D’autant que la gestion du dossier sous l’ère Descheemaecker interpelle. Comment expliquer le fiasco du Fyra alors qu’un budget de 1,8 million d’euros avait été débloqué par le conseil d’administration en avril 2004 pour assurer un suivi «de qualité» du dossier par le département Achats et la direction Matériel de la SNCB, jusqu’à la livraison des trains prévue en 2007? «Pourquoi personne à la SNCB n’a-t-il tiré le signal d’alarme? Et pourquoi n’a-t-on pas mis fin au contrat en 2007 lorsque le fabricant italien AnsaldoBreda s’est révélé incapable de livrer les trains dans les temps?», s’interroge le député CD&V Jef Van den Bergh.

Zones d’ombre

Ce dernier déplore aussi l’existence de zones d’ombres dans la procédure d’homologation du Fyra par le Service de sécurité et d’interopérabilité des chemins de fer (SSICF). Et se demande pourquoi il a fallu attendre que les trains «tombent littéralement en morceaux» pour qu’on leur retire leur licence. «Ces éléments n’ont pas été pris en compte dans l’étude d’E&Y parce que Marc Descheemaecker lui-même était à la barre», conclut Jef Van den Bergh.
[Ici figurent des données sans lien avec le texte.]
//! Fama-French style factor models for monthly strategy returns.
//!
//! Each model regresses the strategy's excess return `r - RF` on a fixed set
//! of factor columns, using only months present in both the strategy series
//! and the factor table.

use crate::error::{RegressionError, Result};
use crate::ols::{OlsConfig, OlsRegression, RegressionResult};
use ndarray::{Array1, Array2};
use ronda_data::{FactorTable, ReturnSeries};
use serde::{Deserialize, Serialize};
use std::fmt;
use std::str::FromStr;
use tracing::info;

/// Risk-free column subtracted from strategy returns.
pub const RISK_FREE: &str = "RF";

/// Factor model specification.
#[derive(Debug, Clone, Copy, PartialEq, Eq, Hash, Serialize, Deserialize)]
pub enum FactorModel {
    /// Market only
    Capm,
    /// Market, size and value
    Ff3,
    /// FF3 plus profitability and investment
    Ff5,
    /// FF5 plus momentum
    Ff5Umd,
}

impl FactorModel {
    /// Every model, from smallest to largest.
    pub const ALL: [Self; 4] = [Self::Capm, Self::Ff3, Self::Ff5, Self::Ff5Umd];

    /// Display name.
    pub const fn name(&self) -> &'static str {
        match self {
            Self::Capm => "CAPM",
            Self::Ff3 => "FF3",
            Self::Ff5 => "FF5",
            Self::Ff5Umd => "FF5+UMD",
        }
    }

    /// Factor columns used as regressors.
    pub const fn factors(&self) -> &'static [&'static str] {
        match self {
            Self::Capm => &["Mkt-RF"],
            Self::Ff3 => &["Mkt-RF", "SMB", "HML"],
            Self::Ff5 => &["Mkt-RF", "SMB", "HML", "RMW", "CMA"],
            Self::Ff5Umd => &["Mkt-RF", "SMB", "HML", "RMW", "CMA", "UMD"],
        }
    }
}

impl fmt::Display for FactorModel {
    fn fmt(&self, f: &mut fmt::Formatter<'_>) -> fmt::Result {
        f.write_str(self.name())
    }
}

impl FromStr for FactorModel {
    type Err = RegressionError;

    fn from_str(s: &str) -> Result<Self> {
        match s.trim().to_ascii_lowercase().as_str() {
            "capm" => Ok(Self::Capm),
            "ff3" => Ok(Self::Ff3),
            "ff5" => Ok(Self::Ff5),
            "ff5+umd" | "ff5umd" | "ff5-umd" => Ok(Self::Ff5Umd),
            other => Err(RegressionError::InvalidParameter(format!("unknown factor model '{other}'"))),
        }
    }
}

/// Significance stars for a p-value: `***` below 0.01, `**` below 0.05,
/// `*` below 0.10.
pub fn stars(p_value: f64) -> &'static str {
    if p_value < 0.01 {
        "***"
    } else if p_value < 0.05 {
        "**"
    } else if p_value < 0.10 {
        "*"
    } else {
        ""
    }
}

/// `(1 + monthly)^12 - 1`.
pub fn annualize(monthly: f64) -> f64 {
    (1.0 + monthly).powi(12) - 1.0
}

/// One fitted (series, model) regression.
#[derive(Debug, Clone, Serialize, Deserialize)]
pub struct FactorRegression {
    /// Strategy series label
    pub series: String,
    /// Model specification
    pub model: FactorModel,
    /// Underlying OLS fit
    pub result: RegressionResult,
}

impl FactorRegression {
    /// Monthly alpha.
    pub fn alpha_monthly(&self) -> f64 {
        self.result.alpha().unwrap_or(f64::NAN)
    }

    /// Annualised alpha.
    pub fn alpha_annual(&self) -> f64 {
        annualize(self.alpha_monthly())
    }

    /// Alpha t-statistic.
    pub fn alpha_t(&self) -> f64 {
        self.result.t_value(crate::ols::INTERCEPT).unwrap_or(f64::NAN)
    }

    /// Alpha p-value.
    pub fn alpha_p(&self) -> f64 {
        self.result.p_value(crate::ols::INTERCEPT).unwrap_or(f64::NAN)
    }

    /// Significance stars for alpha.
    pub fn alpha_stars(&self) -> &'static str {
        stars(self.alpha_p())
    }

    /// Loading on a factor.
    pub fn beta(&self, factor: &str) -> Option<f64> {
        self.result.param(factor)
    }

    /// t-statistic of a loading.
    pub fn beta_t(&self, factor: &str) -> Option<f64> {
        self.result.t_value(factor)
    }

    /// R².
    pub fn r_squared(&self) -> f64 {
        self.result.r_squared
    }

    /// Observations used.
    pub fn nobs(&self) -> usize {
        self.result.nobs
    }
}

/// Excess returns and regressors for the months both inputs cover.
///
/// Months where the series or any needed factor is not finite are skipped.
pub fn excess_design(
    series: &ReturnSeries,
    factors: &FactorTable,
    columns: &[&str],
) -> Result<(Array1<f64>, Array2<f64>)> {
    for name in columns.iter().chain(std::iter::once(&RISK_FREE)) {
        if factors.column(name).is_none() {
            return Err(RegressionError::MissingFactor((*name).to_string()));
        }
    }

    let mut y = Vec::new();
    let mut x = Vec::new();
    for (date, ret) in &series.points {
        let Some(rf) = factors.value(*date, RISK_FREE) else {
            continue;
        };
        let row: Option<Vec<f64>> = columns
            .iter()
            .map(|c| factors.value(*date, c).filter(|v| v.is_finite()))
            .collect();
        if let Some(row) = row
            && ret.is_finite()
            && rf.is_finite()
        {
            y.push(ret - rf);
            x.extend(row);
        }
    }

    let n = y.len();
    let x = Array2::from_shape_vec((n, columns.len()), x)
        .map_err(|e| RegressionError::InvalidParameter(e.to_string()))?;
    Ok((Array1::from_vec(y), x))
}

/// Fit one factor model to one strategy series.
pub fn regress(
    series: &ReturnSeries,
    factors: &FactorTable,
    model: FactorModel,
    config: &OlsConfig,
) -> Result<FactorRegression> {
    let columns = model.factors();
    let (y, x) = excess_design(series, factors, columns)?;
    let result = OlsRegression::new(*config).fit(&y, &x, columns)?;

    let fitted = FactorRegression {
        series: series.name.clone(),
        model,
        result,
    };
    info!(
        series = %fitted.series,
        model = %model,
        alpha_ann = fitted.alpha_annual(),
        alpha_t = fitted.alpha_t(),
        r2 = fitted.r_squared(),
        n = fitted.nobs(),
        "factor regression"
    );
    Ok(fitted)
}

/// Fit every model to every series, series-major.
pub fn regress_all(
    series: &[ReturnSeries],
    factors: &FactorTable,
    models: &[FactorModel],
    config: &OlsConfig,
) -> Result<Vec<FactorRegression>> {
    series
        .iter()
        .flat_map(|s| models.iter().map(move |m| (s, *m)))
        .map(|(s, m)| regress(s, factors, m, config))
        .collect()
}

#[cfg(test)]
mod tests {
    use super::*;
    use approx::assert_relative_eq;
    use chrono::NaiveDate;
    use ronda_data::calendar::next_month_end;
    use ronda_data::FACTOR_COLUMNS;

    fn table(n: usize) -> FactorTable {
        let mut dates = vec![NaiveDate::from_ymd_opt(2000, 1, 31).unwrap()];
        while dates.len() < n {
            let last = *dates.last().unwrap();
            dates.push(next_month_end(last));
        }
        let columns: Vec<String> = FACTOR_COLUMNS.iter().map(|c| c.to_string()).collect();
        let values = Array2::from_shape_fn((n, columns.len()), |(t, j)| {
            let t = t as f64;
            match columns[j].as_str() {
                "RF" => 0.002,
                _ => 0.01 * ((t + 1.0) * (j as f64 + 1.3)).sin(),
            }
        });
        FactorTable::new(dates, columns, values).unwrap()
    }

    #[test]
    fn test_model_specs() {
        assert_eq!(FactorModel::Ff5Umd.factors().len(), 6);
        assert_eq!(FactorModel::Capm.to_string(), "CAPM");
        assert_eq!("ff5+umd".parse::<FactorModel>().unwrap(), FactorModel::Ff5Umd);
        assert!("apt".parse::<FactorModel>().is_err());
    }

    #[test]
    fn test_stars() {
        assert_eq!(stars(0.005), "***");
        assert_eq!(stars(0.03), "**");
        assert_eq!(stars(0.07), "*");
        assert_eq!(stars(0.5), "");
        assert_eq!(stars(f64::NAN), "");
    }

    #[test]
    fn test_capm_recovers_alpha_and_beta() {
        let factors = table(48);
        let mkt = factors.column("Mkt-RF").unwrap().to_owned();
        // r - RF = 0.004 + 1.2 * (Mkt-RF)
        let points: Vec<(NaiveDate, f64)> = factors
            .dates()
            .iter()
            .zip(mkt.iter())
            .map(|(d, m)| (*d, 0.002 + 0.004 + 1.2 * m))
            .collect();
        let series = ReturnSeries::new("net", points);

        let fit = regress(&series, &factors, FactorModel::Capm, &OlsConfig::default()).unwrap();
        assert_relative_eq!(fit.alpha_monthly(), 0.004, epsilon = 1e-10);
        assert_relative_eq!(fit.beta("Mkt-RF").unwrap(), 1.2, epsilon = 1e-10);
        assert_relative_eq!(fit.alpha_annual(), 1.004f64.powi(12) - 1.0, epsilon = 1e-9);
        assert_eq!(fit.nobs(), 48);
        assert_eq!(fit.series, "net");
    }

    #[test]
    fn test_alignment_uses_common_months() {
        let factors = table(24);
        let points: Vec<(NaiveDate, f64)> = factors.dates()[12..]
            .iter()
            .map(|d| (*d, 0.01))
            .chain(std::iter::once((NaiveDate::from_ymd_opt(2030, 1, 31).unwrap(), 0.5)))
            .collect();
        let series = ReturnSeries::new("gross", points);
        let (y, x) = excess_design(&series, &factors, FactorModel::Ff3.factors()).unwrap();
        assert_eq!(y.len(), 12);
        assert_eq!(x.dim(), (12, 3));
        assert_relative_eq!(y[0], 0.008, epsilon = 1e-12);
    }

    #[test]
    fn test_missing_factor() {
        let factors = table(24);
        let narrow = FactorTable::new(
            factors.dates().to_vec(),
            vec!["Mkt-RF".to_string(), "RF".to_string()],
            Array2::zeros((24, 2)),
        )
        .unwrap();
        let series = ReturnSeries::new("net", vec![(factors.dates()[0], 0.01)]);
        assert!(matches!(
            regress(&series, &narrow, FactorModel::Ff3, &OlsConfig::default()),
            Err(RegressionError::MissingFactor(name)) if name == "SMB"
        ));
    }

    #[test]
    fn test_regress_all_order() {
        let factors = table(60);
        let make = |name: &str, scale: f64| {
            ReturnSeries::new(
                name,
                factors
                    .dates()
                    .iter()
                    .enumerate()
                    .map(|(t, d)| (*d, scale * ((t as f64) * 0.37).cos())),
            )
        };
        let series = vec![make("gross", 0.02), make("net", 0.019)];
        let fits = regress_all(&series, &factors, &FactorModel::ALL, &OlsConfig::default()).unwrap();
        assert_eq!(fits.len(), 8);
        assert_eq!(fits[0].series, "gross");
        assert_eq!(fits[3].model, FactorModel::Ff5Umd);
        assert_eq!(fits[4].series, "net");
    }
}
«Avec le recul, la chronologie des faits laisse penser que Marc Descheemaecker a commandé cette étude pour sauver sa peau, analyse Stefaan Van Hecke. Et si elle a bien coûté 250.000 euros, c’est incroyable.» Mais la suite de l’histoire recèle d’autres surprises...

Une fois l’étude livrée par E&Y, le 24 mai 2013, Marc Descheemaecker la communique à son conseil d’administration puis… à la justice. Le 3 juin 2013, il transmet l’intégralité du rapport d’E&Y au procureur du Roi du parquet de Bruxelles. «L’article 29 du Code d’instruction criminelle oblige en effet tout administrateur délégué d’une société anonyme de droit public de signaler immédiatement la présence de possibles irrégularités, quelles qu’en soient les raisons», se justifiait Descheemaecker le lendemain devant les députés en Commission de l’infrastructure, des communications et des entreprises publiques.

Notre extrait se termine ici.